→ TASK
The answer is the full set of records below, transcribed exactly.

Items from a data source:
++++

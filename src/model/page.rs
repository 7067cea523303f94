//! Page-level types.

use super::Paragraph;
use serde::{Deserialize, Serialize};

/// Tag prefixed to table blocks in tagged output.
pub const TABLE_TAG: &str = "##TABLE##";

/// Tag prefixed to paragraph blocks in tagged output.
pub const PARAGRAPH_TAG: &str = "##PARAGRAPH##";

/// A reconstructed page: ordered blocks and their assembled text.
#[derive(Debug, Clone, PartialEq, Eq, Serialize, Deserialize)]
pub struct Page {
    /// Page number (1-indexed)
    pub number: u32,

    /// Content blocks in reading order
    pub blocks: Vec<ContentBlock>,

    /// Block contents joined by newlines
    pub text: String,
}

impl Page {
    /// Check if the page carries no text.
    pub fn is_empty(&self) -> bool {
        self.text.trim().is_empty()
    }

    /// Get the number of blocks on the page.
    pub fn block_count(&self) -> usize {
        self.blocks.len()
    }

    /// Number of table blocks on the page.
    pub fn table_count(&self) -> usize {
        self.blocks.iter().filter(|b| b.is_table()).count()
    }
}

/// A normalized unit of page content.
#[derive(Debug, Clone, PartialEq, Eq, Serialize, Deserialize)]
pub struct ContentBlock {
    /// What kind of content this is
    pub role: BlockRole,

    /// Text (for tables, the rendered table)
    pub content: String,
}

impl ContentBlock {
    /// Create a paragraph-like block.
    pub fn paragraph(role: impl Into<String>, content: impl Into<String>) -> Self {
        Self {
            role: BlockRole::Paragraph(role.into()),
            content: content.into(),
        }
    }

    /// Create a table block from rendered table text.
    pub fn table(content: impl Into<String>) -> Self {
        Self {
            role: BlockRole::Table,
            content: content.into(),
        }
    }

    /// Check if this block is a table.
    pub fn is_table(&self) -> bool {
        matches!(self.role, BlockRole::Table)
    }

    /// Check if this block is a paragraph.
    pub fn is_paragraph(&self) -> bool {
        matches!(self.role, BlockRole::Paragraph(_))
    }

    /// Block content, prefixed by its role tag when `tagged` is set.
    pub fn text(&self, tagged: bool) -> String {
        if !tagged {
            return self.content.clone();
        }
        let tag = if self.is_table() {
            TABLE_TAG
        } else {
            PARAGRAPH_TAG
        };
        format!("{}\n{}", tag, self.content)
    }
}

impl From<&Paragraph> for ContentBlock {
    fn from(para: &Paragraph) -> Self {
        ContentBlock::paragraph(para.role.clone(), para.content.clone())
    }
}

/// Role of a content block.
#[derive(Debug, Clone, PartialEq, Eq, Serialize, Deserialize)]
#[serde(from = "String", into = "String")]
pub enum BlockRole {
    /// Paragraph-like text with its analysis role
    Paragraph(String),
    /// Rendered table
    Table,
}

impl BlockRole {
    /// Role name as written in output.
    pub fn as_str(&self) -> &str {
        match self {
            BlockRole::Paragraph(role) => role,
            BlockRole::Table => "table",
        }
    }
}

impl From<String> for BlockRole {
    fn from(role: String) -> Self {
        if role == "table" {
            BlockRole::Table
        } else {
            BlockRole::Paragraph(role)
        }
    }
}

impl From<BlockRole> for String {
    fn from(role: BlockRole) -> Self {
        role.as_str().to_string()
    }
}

++++

→ EXERCISE ANSWER
filename src/model/page.rs
repository 7067cea523303f94
//! Page-level types.

use super::Paragraph;
use serde::{Deserialize, Serialize};

/// Tag prefixed to table blocks in tagged output.
pub const TABLE_TAG: &str = "##TABLE##";

/// Tag prefixed to paragraph blocks in tagged output.
pub const PARAGRAPH_TAG: &str = "##PARAGRAPH##";

/// A reconstructed page: ordered blocks and their assembled text.
#[derive(Debug, Clone, PartialEq, Eq, Serialize, Deserialize)]
pub struct Page {
    /// Page number (1-indexed)
    pub number: u32,

    /// Content blocks in reading order
    pub blocks: Vec<ContentBlock>,

    /// Block contents joined by newlines
    pub text: String,
}

impl Page {
    /// Check if the page carries no text.
    pub fn is_empty(&self) -> bool {
        self.text.trim().is_empty()
    }

    /// Get the number of blocks on the page.
    pub fn block_count(&self) -> usize {
        self.blocks.len()
    }

    /// Number of table blocks on the page.
    pub fn table_count(&self) -> usize {
        self.blocks.iter().filter(|b| b.is_table()).count()
    }
}

/// A normalized unit of page content.
#[derive(Debug, Clone, PartialEq, Eq, Serialize, Deserialize)]
pub struct ContentBlock {
    /// What kind of content this is
    pub role: BlockRole,

    /// Text (for tables, the rendered table)
    pub content: String,
}

impl ContentBlock {
    /// Create a paragraph-like block.
    pub fn paragraph(role: impl Into<String>, content: impl Into<String>) -> Self {
        Self {
            role: BlockRole::Paragraph(role.into()),
            content: content.into(),
        }
    }

    /// Create a table block from rendered table text.
    pub fn table(content: impl Into<String>) -> Self {
        Self {
            role: BlockRole::Table,
            content: content.into(),
        }
    }

    /// Check if this block is a table.
    pub fn is_table(&self) -> bool {
        matches!(self.role, BlockRole::Table)
    }

    /// Check if this block is a paragraph.
    pub fn is_paragraph(&self) -> bool {
        matches!(self.role, BlockRole::Paragraph(_))
    }

    /// Block content, prefixed by its role tag when `tagged` is set.
    pub fn text(&self, tagged: bool) -> String {
        if !tagged {
            return self.content.clone();
        }
        let tag = if self.is_table() {
            TABLE_TAG
        } else {
            PARAGRAPH_TAG
        };
        format!("{}\n{}", tag, self.content)
    }
}

impl From<&Paragraph> for ContentBlock {
    fn from(para: &Paragraph) -> Self {
        ContentBlock::paragraph(para.role.clone(), para.content.clone())
    }
}

/// Role of a content block.
#[derive(Debug, Clone, PartialEq, Eq, Serialize, Deserialize)]
#[serde(from = "String", into = "String")]
pub enum BlockRole {
    /// Paragraph-like text with its analysis role
    Paragraph(String),
    /// Rendered table
    Table,
}

impl BlockRole {
    /// Role name as written in output.
    pub fn as_str(&self) -> &str {
        match self {
            BlockRole::Paragraph(role) => role,
            BlockRole::Table => "table",
        }
    }
}

impl From<String> for BlockRole {
    fn from(role: String) -> Self {
        if role == "table" {
            BlockRole::Table
        } else {
            BlockRole::Paragraph(role)
        }
    }
}

impl From<BlockRole> for String {
    fn from(role: BlockRole) -> Self {
        role.as_str().to_string()
    }
}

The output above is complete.